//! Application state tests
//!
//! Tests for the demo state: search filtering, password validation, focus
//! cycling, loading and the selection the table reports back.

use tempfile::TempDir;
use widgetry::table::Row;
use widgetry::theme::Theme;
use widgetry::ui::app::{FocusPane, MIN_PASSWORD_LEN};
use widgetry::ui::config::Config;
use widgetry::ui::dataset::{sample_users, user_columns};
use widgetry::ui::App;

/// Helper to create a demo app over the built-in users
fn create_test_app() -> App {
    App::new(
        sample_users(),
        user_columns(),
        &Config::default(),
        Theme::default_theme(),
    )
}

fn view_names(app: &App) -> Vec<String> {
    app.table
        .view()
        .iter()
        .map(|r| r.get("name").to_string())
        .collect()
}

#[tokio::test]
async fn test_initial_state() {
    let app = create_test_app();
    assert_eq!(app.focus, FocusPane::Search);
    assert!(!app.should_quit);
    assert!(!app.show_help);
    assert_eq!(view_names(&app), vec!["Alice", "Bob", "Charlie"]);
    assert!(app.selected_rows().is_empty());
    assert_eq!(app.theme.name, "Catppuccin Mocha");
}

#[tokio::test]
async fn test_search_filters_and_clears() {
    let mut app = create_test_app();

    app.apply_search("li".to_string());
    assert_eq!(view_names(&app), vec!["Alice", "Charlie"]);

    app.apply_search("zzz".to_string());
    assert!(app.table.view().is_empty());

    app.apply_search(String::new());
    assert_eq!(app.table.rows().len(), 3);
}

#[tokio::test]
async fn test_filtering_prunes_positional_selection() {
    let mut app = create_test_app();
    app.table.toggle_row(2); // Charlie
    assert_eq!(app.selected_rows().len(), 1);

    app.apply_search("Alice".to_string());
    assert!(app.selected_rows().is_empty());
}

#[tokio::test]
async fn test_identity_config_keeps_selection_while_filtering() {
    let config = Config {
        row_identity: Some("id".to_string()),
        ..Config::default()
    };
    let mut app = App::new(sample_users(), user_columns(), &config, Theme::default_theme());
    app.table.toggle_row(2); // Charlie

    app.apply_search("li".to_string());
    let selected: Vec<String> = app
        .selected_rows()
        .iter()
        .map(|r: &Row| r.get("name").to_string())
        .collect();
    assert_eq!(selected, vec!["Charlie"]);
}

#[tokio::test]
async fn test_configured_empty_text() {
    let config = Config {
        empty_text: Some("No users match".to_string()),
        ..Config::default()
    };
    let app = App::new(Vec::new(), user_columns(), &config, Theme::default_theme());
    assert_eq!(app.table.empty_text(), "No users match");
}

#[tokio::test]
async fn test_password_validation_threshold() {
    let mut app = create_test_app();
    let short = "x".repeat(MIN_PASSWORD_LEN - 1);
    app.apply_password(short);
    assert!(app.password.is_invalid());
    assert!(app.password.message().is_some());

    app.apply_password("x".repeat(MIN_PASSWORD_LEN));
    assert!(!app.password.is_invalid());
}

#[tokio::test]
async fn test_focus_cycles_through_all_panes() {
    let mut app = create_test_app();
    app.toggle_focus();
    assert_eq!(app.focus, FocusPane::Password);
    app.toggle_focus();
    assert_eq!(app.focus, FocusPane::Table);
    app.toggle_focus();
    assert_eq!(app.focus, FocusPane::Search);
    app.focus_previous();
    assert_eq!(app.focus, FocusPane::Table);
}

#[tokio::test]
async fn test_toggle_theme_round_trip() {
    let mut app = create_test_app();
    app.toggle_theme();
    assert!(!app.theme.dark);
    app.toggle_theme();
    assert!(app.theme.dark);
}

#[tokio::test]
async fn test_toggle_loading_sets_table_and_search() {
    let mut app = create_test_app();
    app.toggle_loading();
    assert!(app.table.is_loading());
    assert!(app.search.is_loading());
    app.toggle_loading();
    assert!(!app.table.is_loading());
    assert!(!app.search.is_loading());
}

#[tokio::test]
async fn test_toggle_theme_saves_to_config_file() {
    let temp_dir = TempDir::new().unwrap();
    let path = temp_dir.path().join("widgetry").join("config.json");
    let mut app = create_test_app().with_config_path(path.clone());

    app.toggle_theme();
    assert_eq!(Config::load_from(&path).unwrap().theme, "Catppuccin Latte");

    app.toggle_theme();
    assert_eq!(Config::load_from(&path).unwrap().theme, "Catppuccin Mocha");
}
+ + + + + + +
The whole listing above needs to be transcribed exactly.

WRITTEN ANSWER:
//! Application state tests
//!
//! Tests for the demo state: search filtering, password validation, focus
//! cycling, loading and the selection the table reports back.

use tempfile::TempDir;
use widgetry::table::Row;
use widgetry::theme::Theme;
use widgetry::ui::app::{FocusPane, MIN_PASSWORD_LEN};
use widgetry::ui::config::Config;
use widgetry::ui::dataset::{sample_users, user_columns};
use widgetry::ui::App;

/// Helper to create a demo app over the built-in users
fn create_test_app() -> App {
    App::new(
        sample_users(),
        user_columns(),
        &Config::default(),
        Theme::default_theme(),
    )
}

fn view_names(app: &App) -> Vec<String> {
    app.table
        .view()
        .iter()
        .map(|r| r.get("name").to_string())
        .collect()
}

#[tokio::test]
async fn test_initial_state() {
    let app = create_test_app();
    assert_eq!(app.focus, FocusPane::Search);
    assert!(!app.should_quit);
    assert!(!app.show_help);
    assert_eq!(view_names(&app), vec!["Alice", "Bob", "Charlie"]);
    assert!(app.selected_rows().is_empty());
    assert_eq!(app.theme.name, "Catppuccin Mocha");
}

#[tokio::test]
async fn test_search_filters_and_clears() {
    let mut app = create_test_app();

    app.apply_search("li".to_string());
    assert_eq!(view_names(&app), vec!["Alice", "Charlie"]);

    app.apply_search("zzz".to_string());
    assert!(app.table.view().is_empty());

    app.apply_search(String::new());
    assert_eq!(app.table.rows().len(), 3);
}

#[tokio::test]
async fn test_filtering_prunes_positional_selection() {
    let mut app = create_test_app();
    app.table.toggle_row(2); // Charlie
    assert_eq!(app.selected_rows().len(), 1);

    app.apply_search("Alice".to_string());
    assert!(app.selected_rows().is_empty());
}

#[tokio::test]
async fn test_identity_config_keeps_selection_while_filtering() {
    let config = Config {
        row_identity: Some("id".to_string()),
        ..Config::default()
    };
    let mut app = App::new(sample_users(), user_columns(), &config, Theme::default_theme());
    app.table.toggle_row(2); // Charlie

    app.apply_search("li".to_string());
    let selected: Vec<String> = app
        .selected_rows()
        .iter()
        .map(|r: &Row| r.get("name").to_string())
        .collect();
    assert_eq!(selected, vec!["Charlie"]);
}

#[tokio::test]
async fn test_configured_empty_text() {
    let config = Config {
        empty_text: Some("No users match".to_string()),
        ..Config::default()
    };
    let app = App::new(Vec::new(), user_columns(), &config, Theme::default_theme());
    assert_eq!(app.table.empty_text(), "No users match");
}

#[tokio::test]
async fn test_password_validation_threshold() {
    let mut app = create_test_app();
    let short = "x".repeat(MIN_PASSWORD_LEN - 1);
    app.apply_password(short);
    assert!(app.password.is_invalid());
    assert!(app.password.message().is_some());

    app.apply_password("x".repeat(MIN_PASSWORD_LEN));
    assert!(!app.password.is_invalid());
}

#[tokio::test]
async fn test_focus_cycles_through_all_panes() {
    let mut app = create_test_app();
    app.toggle_focus();
    assert_eq!(app.focus, FocusPane::Password);
    app.toggle_focus();
    assert_eq!(app.focus, FocusPane::Table);
    app.toggle_focus();
    assert_eq!(app.focus, FocusPane::Search);
    app.focus_previous();
    assert_eq!(app.focus, FocusPane::Table);
}

#[tokio::test]
async fn test_toggle_theme_round_trip() {
    let mut app = create_test_app();
    app.toggle_theme();
    assert!(!app.theme.dark);
    app.toggle_theme();
    assert!(app.theme.dark);
}

#[tokio::test]
async fn test_toggle_loading_sets_table_and_search() {
    let mut app = create_test_app();
    app.toggle_loading();
    assert!(app.table.is_loading());
    assert!(app.search.is_loading());
    app.toggle_loading();
    assert!(!app.table.is_loading());
    assert!(!app.search.is_loading());
}

#[tokio::test]
async fn test_toggle_theme_saves_to_config_file() {
    let temp_dir = TempDir::new().unwrap();
    let path = temp_dir.path().join("widgetry").join("config.json");
    let mut app = create_test_app().with_config_path(path.clone());

    app.toggle_theme();
    assert_eq!(Config::load_from(&path).unwrap().theme, "Catppuccin Latte");

    app.toggle_theme();
    assert_eq!(Config::load_from(&path).unwrap().theme, "Catppuccin Mocha");
}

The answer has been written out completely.